[Task to complete]: Each entry must appear again exactly as it does in the source.
──────────
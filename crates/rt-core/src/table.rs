use serde::{Deserialize, Serialize};

use rt_dice::DiceRoller;

use crate::engine::RollEngine;
use crate::error::{TableError, TableResult};

/// Metadata describing a table.
#[derive(Debug, Clone, Default, PartialEq, Eq, Serialize, Deserialize)]
pub struct Meta {
    /// Unique name, used as both display and storage key.
    pub name: String,
    /// Human-readable title.
    #[serde(default)]
    pub title: String,
    /// Descriptive text shown alongside the table.
    #[serde(default)]
    pub flavor_text: String,
    /// Campaign the table belongs to.
    #[serde(default)]
    pub campaign: String,
    /// Column names, taken from the first record.
    pub headers: Vec<String>,
    /// Number of columns; every row has exactly this many results.
    pub column_count: usize,
    /// True when the table was loaded with a roll expression.
    pub rollable_table: bool,
    /// Dice expression used to pick a random row, e.g. `d6`.
    pub roll_expression: String,
}

impl Meta {
    /// One-line listing: `name,roll_expression,rollable`.
    pub fn summary(&self) -> String {
        format!(
            "{},{},{}",
            self.name, self.roll_expression, self.rollable_table
        )
    }
}

/// One entry of a table.
#[derive(Debug, Clone, Default, PartialEq, Eq, Serialize, Deserialize)]
pub struct Row {
    /// Lookup key: the die value, the start of the range, or the 1-based
    /// position for tables without a roll expression.
    pub die_roll: i64,
    /// `"<start>-<end>"` for rows covering a range of rolls, else empty.
    pub roll_range: String,
    /// True if any result contains a roll placeholder.
    pub has_roll_expression: bool,
    /// All fields of the row, including the first column.
    pub results: Vec<String>,
}

impl Row {
    /// The inclusive `(start, end)` bounds if this is a range row.
    pub fn range(&self) -> Option<(i64, i64)> {
        if self.roll_range.is_empty() {
            return None;
        }
        parse_range(&self.roll_range)
    }

    /// Whether `roll` falls inside this row's range.
    pub fn range_contains(&self, roll: i64) -> bool {
        self.range()
            .is_some_and(|(start, end)| start <= roll && roll <= end)
    }
}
──────────
[Exercise response]:
filename crates/rt-core/src/table.rs
use serde::{Deserialize, Serialize};

use rt_dice::DiceRoller;

use crate::engine::RollEngine;
use crate::error::{TableError, TableResult};

/// Metadata describing a table.
#[derive(Debug, Clone, Default, PartialEq, Eq, Serialize, Deserialize)]
pub struct Meta {
    /// Unique name, used as both display and storage key.
    pub name: String,
    /// Human-readable title.
    #[serde(default)]
    pub title: String,
    /// Descriptive text shown alongside the table.
    #[serde(default)]
    pub flavor_text: String,
    /// Campaign the table belongs to.
    #[serde(default)]
    pub campaign: String,
    /// Column names, taken from the first record.
    pub headers: Vec<String>,
    /// Number of columns; every row has exactly this many results.
    pub column_count: usize,
    /// True when the table was loaded with a roll expression.
    pub rollable_table: bool,
    /// Dice expression used to pick a random row, e.g. `d6`.
    pub roll_expression: String,
}

impl Meta {
    /// One-line listing: `name,roll_expression,rollable`.
    pub fn summary(&self) -> String {
        format!(
            "{},{},{}",
            self.name, self.roll_expression, self.rollable_table
        )
    }
}

/// One entry of a table.
#[derive(Debug, Clone, Default, PartialEq, Eq, Serialize, Deserialize)]
pub struct Row {
    /// Lookup key: the die value, the start of the range, or the 1-based
    /// position for tables without a roll expression.
    pub die_roll: i64,
    /// `"<start>-<end>"` for rows covering a range of rolls, else empty.
    pub roll_range: String,
    /// True if any result contains a roll placeholder.
    pub has_roll_expression: bool,
    /// All fields of the row, including the first column.
    pub results: Vec<String>,
}

impl Row {
    /// The inclusive `(start, end)` bounds if this is a range row.
    pub fn range(&self) -> Option<(i64, i64)> {
        if self.roll_range.is_empty() {
            return None;
        }
        parse_range(&self.roll_range)
    }

    /// Whether `roll` falls inside this row's range.
    pub fn range_contains(&self, roll: i64) -> bool {
        self.range()
            .is_some_and(|(start, end)| start <= roll && roll <= end)
    }
}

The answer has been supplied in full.